Belle storie
«Quando volevo aprire PizzAut mi dissero che ero solo un pazzo che creava false illusioni»
Per occupare giovani autistici come suo figlio, Nico Acampora ha creato la pizzeria, nonostante lo scetticismo di commentatori, medici e banche. E sono tanti i genitori che, come lui, lottano contro i pregiudizi
Una neuropsichiatra disse a Nico Acampora, papà di un bambino autistico, che la sua idea di aprire una pizzeria in cui far lavorare un gruppo di ragazzi autistici era soltanto la realizzazione di una sua frustrazione: «Genitori incapaci di accettare i limiti dei propri figli, a cui danno false illusioni e false speranze». Anche alcuni commentatori sui social si sono scagliati contro l’iniziativa di offrire un’occasione di inclusione sociale, di indipendenza, definendolo «pazzo, mitomane, handicappato».
«Il direttore di banca a cui chiesi il mutuo per avviare il ristorante mi disse che era un progetto nobile, ma che non avrei mai trovato i soldi per poterlo mettere in piedi», racconta Nico. Ma lui non si è arreso, vincendo la sua battaglia, e oggi, oltre alla pizzeria PizzAut a Cassina de’ Pecchi, nel Milanese, ha aperto un secondo ristorante a Monza.
«Molti di questi ragazzi non avevano mai preso la metropolitana, oggi arrivano sorridenti e mi dicono con orgoglio che sono venuti da soli. Lavorano felici, comunicano con la clientela, mentre fino a qualche tempo fa sembrava impossibile vederli interagire con estranei».
Tante famiglie non si arrendono e il percorso di studi, così come quello professionale, è un argomento che affrontano con non poche difficoltà pratiche e culturali. Simona e Marco sono i genitori di Giacomo, sedici anni. «Per i ragazzi particolari come Giacomo, l’ambiente in cui sono immersi è fondamentale. Se è stimolante, partecipativo, coinvolgente, lui fiorisce. Se l’ambiente è chiuso e formale, lui sparisce. Ogni autismo è fatto a modo suo; non c’è una formula». Giacomo supera le scuola elementari, poi le medie con dieci all’esame di terza. «Comincia un percorso facendo una fatica quasi biblica, ma poi ce la fa».
È con il liceo che sorgono i veri problemi, fin dai dubbi sull’iscrizione. «La decisione di iscriverlo al liceo linguistico non è stata facile, hanno influito la sua passione per l’arte e le lingue, la vicinanza a casa, che lo rende indipendente nel rientro da scuola, e anche un ambiente con molte ragazze che abbiamo supposto potesse essere meno soggetto al bullismo. Prima di iscriverlo siamo andati a parlare con i presidi di varie scuole superiori. A parole c’è inclusione; nei fatti no. Nei licei, casi particolari come Giacomo non sembrano neanche contemplati».
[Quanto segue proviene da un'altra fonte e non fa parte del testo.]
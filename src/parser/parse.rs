//! Predictive LL(1) parser
//!
//! Grammar, one method per production:
//!
//! ```text
//! document := value EOF
//! value    := number | string | boolean | null | array | object
//! array    := '[' ']' | '[' value (',' value)* ']'
//! object   := '{' '}' | '{' member (',' member)* '}'
//! member   := string ':' value
//! ```
//!
//! The parser holds exactly one token of lookahead and pulls the next one
//! from the [`Lexer`] only when the current one is matched. The lookahead
//! kind is the only thing that selects a production; there is no
//! backtracking. The first error aborts the whole parse.

use log::debug;
use rustc_hash::FxHashMap;

use crate::parser::ast::Node;
use crate::parser::error::{Expected, ParseError};
use crate::parser::lexer::{Lexer, Token, TokenKind};

/// Recursive descent parser over a single input
#[derive(Debug)]
pub struct Parser {
    lexer: Lexer,
    lookahead: Token,
}

impl Parser {
    /// Create a parser and read the first token.
    pub fn new(source: &str) -> Result<Self, ParseError> {
        let mut lexer = Lexer::new(source);
        let lookahead = lexer.next_token()?;
        Ok(Self { lexer, lookahead })
    }

    /// Parse the whole input as one value followed by end of input.
    ///
    /// Consumes the parser: neither a finished nor a failed parse can be
    /// resumed.
    pub fn parse_document(mut self) -> Result<Node, ParseError> {
        let result = self.document();
        if let Err(err) = &result {
            let loc = self.lookahead.location;
            debug!("parse failed near {}:{}: {}", loc.line, loc.column, err);
        }
        result
    }

    // document := value EOF
    fn document(&mut self) -> Result<Node, ParseError> {
        let node = self.value()?;
        self.expect(TokenKind::Eof)?;
        Ok(node)
    }

    // value := number | string | boolean | null | array | object
    fn value(&mut self) -> Result<Node, ParseError> {
        match self.lookahead.kind {
            TokenKind::Number => {
                let text = self.expect(TokenKind::Number)?;
                Ok(Node::Number(text))
            }
            TokenKind::String => {
                let text = self.expect(TokenKind::String)?;
                Ok(Node::String(text))
            }
            TokenKind::Boolean => {
                let value = self.lookahead.text.parse::<bool>().map_err(|_| {
                    ParseError::UnexpectedToken {
                        expected: Expected::Token(TokenKind::Boolean),
                        found: self.lookahead.text.clone(),
                    }
                })?;
                self.expect(TokenKind::Boolean)?;
                Ok(Node::Boolean(value))
            }
            TokenKind::Null => {
                self.expect(TokenKind::Null)?;
                Ok(Node::Null)
            }
            TokenKind::LeftBracket => self.array(),
            TokenKind::LeftBrace => self.object(),
            _ => Err(ParseError::UnexpectedToken {
                expected: Expected::Value,
                found: self.found(),
            }),
        }
    }

    // array := '[' ']' | '[' value (',' value)* ']'
    fn array(&mut self) -> Result<Node, ParseError> {
        self.expect(TokenKind::LeftBracket)?;

        let mut elements = Vec::new();
        if self.check(TokenKind::RightBracket) {
            self.expect(TokenKind::RightBracket)?;
            return Ok(Node::Array(elements));
        }

        elements.push(self.value()?);
        while self.check(TokenKind::Comma) {
            self.expect(TokenKind::Comma)?;
            elements.push(self.value()?);
        }

        self.expect(TokenKind::RightBracket)?;
        Ok(Node::Array(elements))
    }

    // object := '{' '}' | '{' member (',' member)* '}'
    fn object(&mut self) -> Result<Node, ParseError> {
        self.expect(TokenKind::LeftBrace)?;

        let mut entries = FxHashMap::default();
        if self.check(TokenKind::RightBrace) {
            self.expect(TokenKind::RightBrace)?;
            return Ok(Node::Object(entries));
        }

        let (key, value) = self.member()?;
        entries.insert(key, value);
        while self.check(TokenKind::Comma) {
            self.expect(TokenKind::Comma)?;
            // Last write wins on a repeated key
            let (key, value) = self.member()?;
            entries.insert(key, value);
        }

        self.expect(TokenKind::RightBrace)?;
        Ok(Node::Object(entries))
    }

    // member := string ':' value
    fn member(&mut self) -> Result<(String, Node), ParseError> {
        let key = self.expect(TokenKind::String)?;
        self.expect(TokenKind::Colon)?;
        let value = self.value()?;
        Ok((key, value))
    }

    // Lookahead primitives

    fn check(&self, kind: TokenKind) -> bool {
        self.lookahead.kind == kind
    }

    /// Match the lookahead against `kind` and advance, returning the
    /// matched lexeme.
    fn expect(&mut self, kind: TokenKind) -> Result<String, ParseError> {
        if !self.check(kind) {
            return Err(ParseError::UnexpectedToken {
                expected: Expected::Token(kind),
                found: self.found(),
            });
        }

        // At EOF the lexer keeps returning EOF, so advancing is harmless
        let next = self.lexer.next_token()?;
        let matched = std::mem::replace(&mut self.lookahead, next);
        Ok(matched.text)
    }

    /// Lookahead lexeme as reported in errors; empty at end of input
    fn found(&self) -> String {
        self.lookahead.text.clone()
    }
}

/// Parse `input` into a syntax tree.
pub fn parse(input: &str) -> Result<Node, ParseError> {
    debug!("parsing {} characters", input.chars().count());
    let node = Parser::new(input)?.parse_document()?;
    debug!("parsed {}", node.kind_name());
    Ok(node)
}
È difficile anche preparare i compagni di classe per un eventuale rapporto con Giacomo e non lasciare che trascorrano anni senza riuscire a interagire. Come hanno fatto i dipendenti del ristorante PizzAut che, a un certo punto, si sono sbloccati nel rapporto con gli estranei.
«Il “percorso” normale significa il raggiungimento dell’obiettivo. Per nostro figlio è il diploma, il lavoro. Giacomo potrà e dovrà lavorare perché può e perché lo vuole. Che sia in una biblioteca, in un museo. La nostra società deve avere la capacità di integrare anche le fragilità».
Sembra che a un certo punto ci sia uno sbarramento culturale, una sorta di ghettizzazione della diversità: se non sei adeguato agli standard, non sei meritevole di attenzioni. Come ha dichiarato Bebe Vio, durante la cerimonia Wembrace Awards, «la diversità esiste e ci accomuna tutti. Ma è sul concetto di normalità che occorrerà riflettere e discutere».